* Collected data
◇ ◇ ◇ ◇ ◇ ◇ ◇

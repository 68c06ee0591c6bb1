//! Runtime orchestration.
//!
//! [`HearthRuntime`] wires the pieces together and owns the background
//! tasks:
//!
//! - the dispatch task, the only consumer of the work queue;
//! - the reply writer, which turns player replies into `tellraw` lines;
//! - the console reader, fed by a dedicated thread blocked on stdin;
//! - one reactor task per server process, spawned by
//!   [`ServerControl::start`].
//!
//! # Quick Start
//!
//! ```rust,ignore
//! use hearth_runtime::HearthRuntime;
//!
//! // Auto-loads hearth.toml from the current directory
//! let runtime = HearthRuntime::new();
//! runtime.run().await?;
//!
//! // Custom configuration
//! let runtime = HearthRuntime::builder()
//!     .config_file("config/hearth.toml")
//!     .profile("production")
//!     .build()?;
//! ```

use std::future::Future;
use std::path::Path;
use std::sync::Arc;
use std::sync::atomic::{AtomicBool, Ordering};

use futures::future;
use hearth_core::{EventBus, Info, ProcessError, ProcessResult};
use hearth_framework::plugin::{
    LinkedPlugins, PluginCatalog, PluginDescriptor, PluginSource, StaticPlugins,
};
use hearth_framework::{LifecycleReport, PluginManager, ServerControl, ServerHandle};
use parking_lot::Mutex;
use tokio::signal;
use tokio::sync::mpsc;
use tokio::task::JoinHandle;
use tokio_util::sync::CancellationToken;
use tracing::{debug, error, info, warn};

use crate::config::{ConfigLoader, ConfigResult, HearthConfig};
use crate::dispatch;
use crate::error::{RuntimeError, RuntimeResult};
use crate::logging;
use crate::permission::MemoryPermissionStore;
use crate::server::HearthServer;

/// The Hearth daemon: one supervised server plus its plugins.
///
/// A runtime runs once; after [`run`](Self::run) returns it cannot be
/// started again.
pub struct HearthRuntime {
    config: HearthConfig,
    server: Arc<HearthServer>,
    /// Descriptors passed to [`register_plugin`](Self::register_plugin).
    registered: Arc<StaticPlugins>,
    console: bool,
    running: AtomicBool,
    tasks: CancellationToken,
    handles: Mutex<Vec<JoinHandle<()>>>,
}

impl HearthRuntime {
    /// Creates a runtime from `hearth.toml` in the current directory.
    ///
    /// Falls back to the default configuration if loading fails.
    pub fn new() -> Self {
        let config = ConfigLoader::new()
            .with_current_dir()
            .load()
            .unwrap_or_else(|e| {
                eprintln!("Warning: Failed to load config ({e}), using defaults");
                HearthConfig::default()
            });

        Self::from_config(&config)
    }

    pub fn builder() -> RuntimeBuilder {
        RuntimeBuilder::new()
    }

    /// Creates a runtime from a loaded configuration and initializes logging.
    pub fn from_config(config: &HearthConfig) -> Self {
        logging::init_from_config(&config.logging);

        let permissions = Arc::new(MemoryPermissionStore::from_config(&config.permission));
        let server = HearthServer::new(config, permissions);

        info!(
            command = %config.server.command,
            dialect = %server.reactor().classifier_name(),
            prefixes = ?config.commands.prefixes,
            "Runtime initialized from configuration"
        );

        Self {
            config: config.clone(),
            server,
            registered: Arc::new(StaticPlugins::default()),
            console: true,
            running: AtomicBool::new(false),
            tasks: CancellationToken::new(),
            handles: Mutex::new(Vec::new()),
        }
    }

    /// Does not read console input from stdin.
    pub fn without_console(mut self) -> Self {
        self.console = false;
        self
    }

    pub fn config(&self) -> &HearthConfig {
        &self.config
    }

    pub fn server(&self) -> &Arc<HearthServer> {
        &self.server
    }

    /// The server handle as plugins see it.
    pub fn handle(&self) -> ServerHandle {
        self.server.clone()
    }

    pub fn plugins(&self) -> &Arc<PluginManager> {
        self.server.plugins()
    }

    pub fn bus(&self) -> &Arc<EventBus> {
        self.server.bus()
    }

    pub fn is_running(&self) -> bool {
        self.running.load(Ordering::Acquire)
    }

    /// Adds a plugin next to the ones linked with `export_plugin!`.
    ///
    /// Loaded at start, or immediately if the runtime is already running.
    pub async fn register_plugin(&self, descriptor: PluginDescriptor) -> RuntimeResult<()> {
        self.registered.add(descriptor);
        if self.is_running() {
            self.plugins().load(descriptor).await?;
        }
        Ok(())
    }

    /// Explicitly registered plugins first, then linked ones.
    fn catalog(&self) -> Arc<dyn PluginSource> {
        Arc::new(
            PluginCatalog::new()
                .with_source(self.registered.clone())
                .with_source(Arc::new(LinkedPlugins)),
        )
    }

    /// Re-enumerates the plugin sources: loads new plugins and unloads
    /// vanished ones, reloading whatever depended on them.
    pub async fn refresh_plugins(&self) -> RuntimeResult<LifecycleReport> {
        Ok(self.plugins().refresh(self.catalog()).await?)
    }

    // =========================================================================
    // Server
    // =========================================================================

    pub async fn start_server(&self) -> ProcessResult<()> {
        self.server.start().await
    }

    pub async fn stop_server(&self) -> ProcessResult<()> {
        self.server.stop().await
    }

    pub async fn restart_server(&self) -> ProcessResult<()> {
        self.server.restart().await
    }

    /// Handles `line` as if it was typed into the console.
    pub async fn inject_console(&self, line: &str) -> Arc<Info> {
        self.server.inject_console(line).await
    }

    /// Asks a running runtime to shut down.
    pub fn shutdown(&self) {
        self.server.request_shutdown();
    }

    // =========================================================================
    // Lifecycle
    // =========================================================================

    /// Spawns the background tasks, loads plugins and starts the server if
    /// `server.auto_start` is set.
    pub async fn start(&self) -> RuntimeResult<()> {
        let inputs = self
            .server
            .take_inputs()
            .ok_or(RuntimeError::AlreadyRunning)?;
        self.running.store(true, Ordering::Release);
        info!("Starting Hearth runtime");

        {
            let mut handles = self.handles.lock();
            handles.push(tokio::spawn(dispatch::dispatch(
                self.server.clone(),
                inputs.queue,
                self.tasks.clone(),
            )));
            handles.push(tokio::spawn(dispatch::write_replies(
                self.server.clone(),
                inputs.outbox,
                self.tasks.clone(),
            )));
            if self.console {
                handles.push(tokio::spawn(read_console(
                    self.server.clone(),
                    self.tasks.clone(),
                )));
            }
        }

        match self.plugins().load_all(self.catalog()).await {
            Ok(report) => info!(
                loaded = ?report.loaded_ids(),
                failed = ?report.failed_ids(),
                "Plugins loaded"
            ),
            Err(e) => error!(error = %e, "Plugin loading failed"),
        }

        if self.config.server.auto_start
            && let Err(e) = self.server.start().await
        {
            error!(error = %e, "Failed to start the server");
            if self.config.server.exit_with_server {
                self.server.request_shutdown();
            }
        }

        Ok(())
    }

    /// Stops the server, delivers its last events and unloads every plugin.
    pub async fn stop(&self) -> RuntimeResult<()> {
        if !self.running.swap(false, Ordering::AcqRel) {
            warn!("Runtime is not running");
            return Ok(());
        }
        info!("Stopping Hearth runtime");

        match self.server.stop().await {
            Ok(()) | Err(ProcessError::NotRunning) => {}
            Err(e) => error!(error = %e, "Server did not stop, continuing shutdown"),
        }
        self.server.join_pump().await;
        self.server.flush().await;

        match self.plugins().unload_all().await {
            Ok(report) => info!(unloaded = ?report.unloaded_ids(), "Plugins unloaded"),
            Err(e) => error!(error = %e, "Failed to unload plugins"),
        }

        self.tasks.cancel();
        let handles = std::mem::take(&mut *self.handles.lock());
        for result in future::join_all(handles).await {
            if let Err(e) = result {
                error!(error = %e, "Runtime task failed");
            }
        }

        info!("Runtime stopped");
        Ok(())
    }

    /// Runs until Ctrl+C, SIGTERM or, with `server.exit_with_server`, the
    /// server exiting.
    pub async fn run(&self) -> RuntimeResult<()> {
        self.run_until(shutdown_signal()).await
    }

    /// Runs until `shutdown` completes or a shutdown is requested.
    pub async fn run_until<F>(&self, shutdown: F) -> RuntimeResult<()>
    where
        F: Future<Output = ()>,
    {
        self.start().await?;
        info!("Hearth is now running. Press Ctrl+C to stop.");

        tokio::select! {
            _ = shutdown => debug!("Shutdown future completed"),
            _ = self.server.shutdown_token().cancelled() => debug!("Shutdown requested"),
        }

        self.stop().await
    }
}

impl Default for HearthRuntime {
    fn default() -> Self {
        Self::new()
    }
}

/// Waits for Ctrl+C or SIGTERM.
///
/// If no handler can be installed this never completes; the runtime then
/// ends with the server.
async fn shutdown_signal() {
    let ctrl_c = async {
        match signal::ctrl_c().await {
            Ok(()) => info!("Received Ctrl+C, shutting down"),
            Err(e) => {
                error!(error = %e, "Failed to listen for Ctrl+C");
                std::future::pending::<()>().await;
            }
        }
    };

    #[cfg(unix)]
    {
        match signal::unix::signal(signal::unix::SignalKind::terminate()) {
            Ok(mut sigterm) => tokio::select! {
                _ = ctrl_c => {}
                _ = sigterm.recv() => info!("Received SIGTERM, shutting down"),
            },
            Err(e) => {
                error!(error = %e, "Failed to register SIGTERM handler");
                ctrl_c.await;
            }
        }
    }

    #[cfg(not(unix))]
    ctrl_c.await;
}

/// Reads stdin on a dedicated thread; the thread ends with the process.
fn spawn_stdin_reader() -> mpsc::UnboundedReceiver<String> {
    let (tx, rx) = mpsc::unbounded_channel();
    let spawned = std::thread::Builder::new()
        .name("hearth-console".into())
        .spawn(move || {
            use std::io::BufRead;

            for line in std::io::stdin().lock().lines() {
                let line = match line {
                    Ok(line) => line,
                    Err(e) => {
                        warn!(error = %e, "Console input closed");
                        break;
                    }
                };
                if tx.send(line).is_err() {
                    break;
                }
            }
        });
    if let Err(e) = spawned {
        warn!(error = %e, "Console input unavailable");
    }
    rx
}

async fn read_console(server: Arc<HearthServer>, stop: CancellationToken) {
    let mut lines = spawn_stdin_reader();
    loop {
        let line = tokio::select! {
            _ = stop.cancelled() => break,
            line = lines.recv() => match line {
                Some(line) => line,
                None => break,
            },
        };
        let line = line.trim_end();
        if !line.is_empty() {
            server.inject_console(line).await;
        }
    }
    debug!("Console reader stopped");
}

// =============================================================================
// RuntimeBuilder
// =============================================================================

/// Builder for creating a [`HearthRuntime`] with custom configuration.
///
/// ```rust,ignore
/// let runtime = HearthRuntime::builder()
///     .config_file("config/hearth.toml")
///     .profile("production")
///     .build()?;
/// ```
pub struct RuntimeBuilder {
    config_loader: ConfigLoader,
    console: bool,
}

impl RuntimeBuilder {
    pub fn new() -> Self {
        Self {
            config_loader: ConfigLoader::new().with_current_dir(),
            console: true,
        }
    }

    /// Sets a specific configuration file to load.
    pub fn config_file<P: AsRef<Path>>(mut self, path: P) -> Self {
        self.config_loader = self.config_loader.file(path);
        self
    }

    /// Sets the configuration profile (e.g., "development", "production").
    pub fn profile(mut self, profile: impl Into<String>) -> Self {
        self.config_loader = self.config_loader.profile(profile);
        self
    }

    pub fn search_path<P: AsRef<Path>>(mut self, path: P) -> Self {
        self.config_loader = self.config_loader.search_path(path);
        self
    }

    pub fn with_env(mut self) -> Self {
        self.config_loader = self.config_loader.with_env();
        self
    }

    pub fn without_env(mut self) -> Self {
        self.config_loader = self.config_loader.without_env();
        self
    }

    /// Merges additional configuration programmatically.
    pub fn merge(mut self, config: HearthConfig) -> Self {
        self.config_loader = self.config_loader.merge(config);
        self
    }

    /// Overrides a single key, e.g. `set("server.auto_start", false)`.
    pub fn set<V: serde::Serialize>(mut self, key: &str, value: V) -> Self {
        self.config_loader = self.config_loader.set(key, value);
        self
    }

    pub fn without_console(mut self) -> Self {
        self.console = false;
        self
    }

    pub fn build(self) -> ConfigResult<HearthRuntime> {
        let config = self.config_loader.load()?;
        let runtime = HearthRuntime::from_config(&config);
        Ok(if self.console {
            runtime
        } else {
            runtime.without_console()
        })
    }
}

impl Default for RuntimeBuilder {
    fn default() -> Self {
        Self::new()
    }
}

◇ ◇ ◇ ◇ ◇ ◇ ◇

* The problem
Copy out, word for word, the part of the entries above that begins at the line with "pub async fn restart_server(&self)" and ends at the line with "to shut down.", including both.

* Solution below
    pub async fn restart_server(&self) -> ProcessResult<()> {
        self.server.restart().await
    }

    /// Handles `line` as if it was typed into the console.
    pub async fn inject_console(&self, line: &str) -> Arc<Info> {
        self.server.inject_console(line).await
    }

    /// Asks a running runtime to shut down.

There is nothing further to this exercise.